F-TIS: Harnessing Diverse Models in Collaborative GRPO¶

Conference: ICML 2026
arXiv: 2605.22537
Code: None
Area: Reinforcement Learning / LLM Post-training / Decentralized Training
Keywords: GRPO, Decentralized RL, Heterogeneous Model Collaboration, Importance Sampling, Truncation + Filtering

TL;DR¶

F-TIS combines "Truncated Importance Sampling (TIS)" with "filtering negative advantage off-policy samples based on KL thresholds" into a single GRPO loss. This allows multiple LLMs—varying in size, expertise, or trainable parameter subsets—to exchange samples during a single decentralized GRPO training session. The approach achieves convergence comparable to pure on-policy training and delivers up to a +12% performance gain on OOD math tasks.

Background & Motivation¶

Background: GRPO has become the de facto standard for LLM post-training, particularly for reasoning enhancement. It samples a group of $G$ completions for each prompt and replaces the PPO value model with group-normalized advantages $\hat{A}_i = (r_i - \mu_r)/\sigma_r$, thereby saving memory and compute. However, the bottleneck of GRPO lies in autoregressive generation rather than backpropagation—producing 8 or more completions per prompt is too demanding for a single GPU. The industry standard is to distribute the "generation" step across multiple nodes in parallel.

Limitations of Prior Work: Existing distributed GRPO frameworks (LlamaRL, Intellect2, GenRL) typically assume all nodes run the same model to keep the generator and trainer distributions as close as possible (on-policy). This assumption fails in "decentralized training" scenarios where users with different compute resources and model preferences aim to collaborate on the same task. In such cases, differences in model size, expertise, or parameter subsets lead to policy drift. Even when starting from the same checkpoint, exchanging completions introduces destructive noise due to floating-point non-associativity, causing the "seemingly on-policy but actually off-policy" samples to collapse the policy.

Key Challenge: GRPO is inherently an on-policy algorithm. While clipped Importance Sampling (IS) can tolerate "slight staleness," it fails when faced with truly heterogeneous off-policy samples (the paper validates this by showing that joint training of Qwen2.5-1.5B and 3B on GSM8K performs worse than training them individually). To enable decentralization, GRPO must be able to process off-policy samples without collapsing while keeping communication overhead minimal.

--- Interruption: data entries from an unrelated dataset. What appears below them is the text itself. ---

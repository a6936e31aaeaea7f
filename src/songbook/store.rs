//! SQLite-backed songbook store.

use super::error::{SongbookError, SongbookResult};
use super::models::*;
use super::schema::*;
use super::trait_def::SongbookStore;
use super::validation;
use crate::sqlite_persistence::open_versioned;
use anyhow::Context;
use rusqlite::{params, Connection, OptionalExtension, ToSql};
use std::collections::{BTreeSet, HashMap};
use std::path::Path;
use std::sync::{Arc, Mutex};
use tracing::{debug, info};
use uuid::Uuid;

const SONG_COLUMNS: &str = "id, title, artist, source, lyrics, original_key, tempo, ccli_number, release_year, created_by, created, updated, views, rating_average, rating_count, setlist_usage_count";
const ARRANGEMENT_COLUMNS: &str = "id, name, key, tempo, time_signature, capo, chord_data, description, created_by, created, updated, views, rating_average, rating_count";
const REVIEW_COLUMNS: &str =
    "id, user_id, target_type, target_id, rating, comment, created, updated";
const SETLIST_COLUMNS: &str =
    "id, user_id, name, description, service_date, is_public, created, updated";

fn now() -> i64 {
    chrono::Utc::now().timestamp()
}

fn new_id() -> String {
    Uuid::new_v4().to_string()
}

fn round_rating(value: f64) -> f64 {
    (value * 100.0).round() / 100.0
}

fn parse_song_row(row: &rusqlite::Row) -> rusqlite::Result<Song> {
    Ok(Song {
        id: row.get(0)?,
        title: row.get(1)?,
        artist: row.get(2)?,
        source: row.get(3)?,
        themes: vec![],
        lyrics: row.get(4)?,
        original_key: row.get(5)?,
        tempo: row.get(6)?,
        ccli_number: row.get(7)?,
        release_year: row.get(8)?,
        created_by: row.get(9)?,
        created: row.get(10)?,
        updated: row.get(11)?,
        views: row.get::<usize, i64>(12)? as u64,
        rating_average: row.get(13)?,
        rating_count: row.get(14)?,
        setlist_usage_count: row.get(15)?,
    })
}

fn parse_arrangement_row(row: &rusqlite::Row) -> rusqlite::Result<Arrangement> {
    Ok(Arrangement {
        id: row.get(0)?,
        name: row.get(1)?,
        song_ids: vec![],
        key: row.get(2)?,
        tempo: row.get(3)?,
        time_signature: row.get(4)?,
        capo: row.get(5)?,
        chord_data: row.get(6)?,
        description: row.get(7)?,
        created_by: row.get(8)?,
        created: row.get(9)?,
        updated: row.get(10)?,
        views: row.get::<usize, i64>(11)? as u64,
        rating_average: row.get(12)?,
        rating_count: row.get(13)?,
        is_mashup: false,
    })
}

fn parse_review_row(row: &rusqlite::Row) -> rusqlite::Result<Review> {
    let target_type: i32 = row.get(2)?;
    Ok(Review {
        id: row.get(0)?,
        user_id: row.get(1)?,
        target_type: ReviewTargetType::from_int(target_type)
            .ok_or(rusqlite::Error::IntegralValueOutOfRange(2, target_type as i64))?,
        target_id: row.get(3)?,
        rating: row.get(4)?,
        comment: row.get(5)?,
        created: row.get(6)?,
        updated: row.get(7)?,
    })
}

fn parse_setlist_row(row: &rusqlite::Row) -> rusqlite::Result<Setlist> {
    Ok(Setlist {
        id: row.get(0)?,
        user_id: row.get(1)?,
        name: row.get(2)?,
        description: row.get(3)?,
        service_date: row.get(4)?,
        is_public: row.get(5)?,
        entries: vec![],
        created: row.get(6)?,
        updated: row.get(7)?,
    })
}

fn count(conn: &Connection, sql: &str, params: &[&dyn ToSql]) -> SongbookResult<usize> {
    let n: i64 = conn.query_row(sql, params, |row| row.get(0))?;
    Ok(n as usize)
}

fn exists(conn: &Connection, table: &str, id: &str) -> SongbookResult<bool> {
    Ok(conn
        .query_row(
            &format!("SELECT 1 FROM {} WHERE id = ?1", table),
            params![id],
            |_| Ok(()),
        )
        .optional()?
        .is_some())
}

// =============================================================================
// Songs
// =============================================================================

fn load_themes(conn: &Connection, song_id: &str) -> SongbookResult<Vec<String>> {
    let mut stmt = conn.prepare_cached(&format!(
        "SELECT theme FROM {} WHERE song_id = ?1 ORDER BY position",
        SONG_THEME_TABLE_V_0.name
    ))?;
    let themes = stmt
        .query_map(params![song_id], |row| row.get(0))?
        .collect::<Result<Vec<String>, _>>()?;
    Ok(themes)
}

fn write_themes(conn: &Connection, song_id: &str, themes: &[String]) -> SongbookResult<()> {
    conn.execute(
        &format!("DELETE FROM {} WHERE song_id = ?1", SONG_THEME_TABLE_V_0.name),
        params![song_id],
    )?;
    for (position, theme) in themes.iter().enumerate() {
        conn.execute(
            &format!(
                "INSERT INTO {} (song_id, position, theme) VALUES (?1, ?2, ?3)",
                SONG_THEME_TABLE_V_0.name
            ),
            params![song_id, position, theme],
        )?;
    }
    Ok(())
}

fn get_song_inner(conn: &Connection, id: &str) -> SongbookResult<Song> {
    let song = conn
        .query_row(
            &format!(
                "SELECT {} FROM {} WHERE id = ?1",
                SONG_COLUMNS, SONG_TABLE_V_0.name
            ),
            params![id],
            parse_song_row,
        )
        .optional()?;
    let mut song = song.ok_or_else(|| SongbookError::not_found("song", id))?;
    song.themes = load_themes(conn, id)?;
    Ok(song)
}

fn index_song(conn: &Connection, song: &Song) -> SongbookResult<()> {
    conn.execute(
        &format!("DELETE FROM {} WHERE song_id = ?1", SONG_SEARCH_TABLE),
        params![song.id],
    )?;
    conn.execute(
        &format!(
            "INSERT INTO {} (song_id, title, artist, lyrics, themes) VALUES (?1, ?2, ?3, ?4, ?5)",
            SONG_SEARCH_TABLE
        ),
        params![
            song.id,
            song.title,
            song.artist.as_deref().unwrap_or(""),
            song.lyrics,
            song.themes.join(" ")
        ],
    )?;
    Ok(())
}

/// Turns free text into an FTS5 query: every word becomes a quoted prefix
/// term, so user input can never be read as FTS5 syntax.
fn build_fts_query(query: &str) -> Option<String> {
    let cleaned: String = query
        .chars()
        .map(|c| if c.is_alphanumeric() { c } else { ' ' })
        .collect();
    let terms: Vec<String> = cleaned
        .split_whitespace()
        .map(|t| format!("\"{}\"*", t))
        .collect();
    if terms.is_empty() {
        None
    } else {
        Some(terms.join(" "))
    }
}
use super::auth::{AuthToken, AuthTokenValue, UserAuthCredentials};
use super::permissions::{Permission, UserRole};
use super::user_models::{FavoriteContentType, UserFavorite, UserProfile, UserSummary};
use anyhow::Result;

pub trait UserAuthCredentialsStore: Send + Sync {
    /// Returns the user's authentication credentials given the user handle.
    /// Returns Ok(None) if the user does not exist.
    fn get_user_auth_credentials(&self, user_handle: &str) -> Result<Option<UserAuthCredentials>>;

    /// Replaces the user's authentication credentials.
    fn update_user_auth_credentials(&self, credentials: UserAuthCredentials) -> Result<()>;

    /// Records a login attempt, successful or not, on the password credentials.
    fn touch_password_credentials(&self, user_id: usize, success: bool) -> Result<()>;
}

pub trait UserAuthTokenStore: Send + Sync {
    /// Returns Ok(None) if the token does not exist.
    fn get_user_auth_token(&self, token: &AuthTokenValue) -> Result<Option<AuthToken>>;

    /// Deletes an auth token, returning it if it existed.
    fn delete_user_auth_token(&self, token: &AuthTokenValue) -> Result<Option<AuthToken>>;

    fn update_user_auth_token_last_used_timestamp(&self, token: &AuthTokenValue) -> Result<()>;

    fn add_user_auth_token(&self, token: AuthToken) -> Result<()>;

    fn get_all_user_auth_tokens(&self, user_handle: &str) -> Result<Vec<AuthToken>>;

    /// Deletes tokens whose last use (or creation, if never used) is older
    /// than the given number of days. Returns the number of deleted tokens.
    fn prune_unused_auth_tokens(&self, unused_for_days: u64) -> Result<usize>;
}

pub trait UserStore: UserAuthTokenStore + UserAuthCredentialsStore + Send + Sync {
    /// Creates a new user and returns the user id.
    fn create_user(&self, user_handle: &str) -> Result<usize>;

    fn get_user_handle(&self, user_id: usize) -> Result<Option<String>>;

    fn get_user_id(&self, user_handle: &str) -> Result<Option<usize>>;

    fn get_user_summary(&self, user_handle: &str) -> Result<Option<UserSummary>>;

    fn get_all_users(&self) -> Result<Vec<UserSummary>>;

    /// Adds or removes a favorite. Adding an existing favorite is a no-op.
    fn set_user_favorite(
        &self,
        user_id: usize,
        content_type: FavoriteContentType,
        content_id: &str,
        favorite: bool,
    ) -> Result<()>;

    fn is_user_favorite(&self, user_id: usize, content_id: &str) -> Result<bool>;

    /// Favorites of the given type, newest first.
    fn get_user_favorites(
        &self,
        user_id: usize,
        content_type: FavoriteContentType,
    ) -> Result<Vec<UserFavorite>>;

    fn get_user_profile(&self, user_id: usize) -> Result<UserProfile>;

    fn set_user_profile(&self, user_id: usize, profile: &UserProfile) -> Result<()>;

    fn get_user_roles(&self, user_id: usize) -> Result<Vec<UserRole>>;

    fn add_user_role(&self, user_id: usize, role: UserRole) -> Result<()>;

    fn remove_user_role(&self, user_id: usize, role: UserRole) -> Result<()>;

    /// Resolves all permissions granted by the user's roles.
    fn resolve_user_permissions(&self, user_id: usize) -> Result<Vec<Permission>>;
}
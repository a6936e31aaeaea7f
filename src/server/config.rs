use super::RequestsLoggingLevel;

#[derive(Clone)]
pub struct ServerConfig {
    pub requests_logging_level: RequestsLoggingLevel,
    pub port: u16,
    pub content_cache_age_sec: usize,
    pub frontend_dir_path: Option<String>,
    /// If false, POST /v1/auth/register is refused and accounts are created
    /// with the users CLI only.
    pub allow_registration: bool,
}

impl Default for ServerConfig {
    fn default() -> Self {
        ServerConfig {
            requests_logging_level: RequestsLoggingLevel::Path,
            port: 3001,
            content_cache_age_sec: 3600,
            frontend_dir_path: None,
            allow_registration: true,
        }
    }
}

Goal: Enable multiple heterogeneous models (varying in size, expertise, and trainable parameters) to collaboratively feed samples to one another in a single GRPO training run, achieving pure on-policy convergence levels with communication overhead limited to 8 bytes per token (log-prob + token ID).

Key Insight: The authors bridge two independent research lines: (1) TIS proposed by yao2025efficient_rl_offpolicy, which pulls the IS ratio out of the token-level loss and clamps it to a constant $C$; (2) the practice in DeepSeek-v3 and the HTTT series of filtering out off-policy samples where $\hat{A}_i < 0$ based on a KL threshold. The former ensures low-bias gradients, while the latter prunes "negative advantage + distant policy" samples—which are the primary culprits for generating gibberish. The remaining $\hat{A}_i > 0$ samples provide meaningful directional signals even if they are off-policy.

Core Idea: F-TIS = Low-bias gradients from TIS + Stability from filtering negative advantage distant samples, serving as a unified loss for decentralized heterogeneous GRPO.

Method¶

Overall Architecture¶

F-TIS utilizes "vertical decentralized RL": each node takes a prompt, generates a full group of $G$ completions locally using its own model, and broadcasts the (token_ids, per-token log-prob, reward) via all-gather. After receiving completions from the entire network, each node treats them as training samples for its local policy $\pi_\theta$, updating the model using a modified GRPO loss. During training, all completions undergo a forward pass by the local $\pi_\theta$ to obtain $\pi_\theta(a_{i,t}|\cdot)$, which is used alongside the received $\pi_{\theta_{gen}}(a_{i,t}|\cdot)$ to compute gradients. Communication involves only $8 \times |p|$ bytes/token (4-byte token ID + 4-byte log-prob), making it light enough for wide-area networks. Group advantages $\hat{A}_i$ are always normalized locally according to the "node-specific GRPO perspective." The challenge is that foreign completions are off-policy noise for the local model; the following three designs prevent this data flow from causing collapse.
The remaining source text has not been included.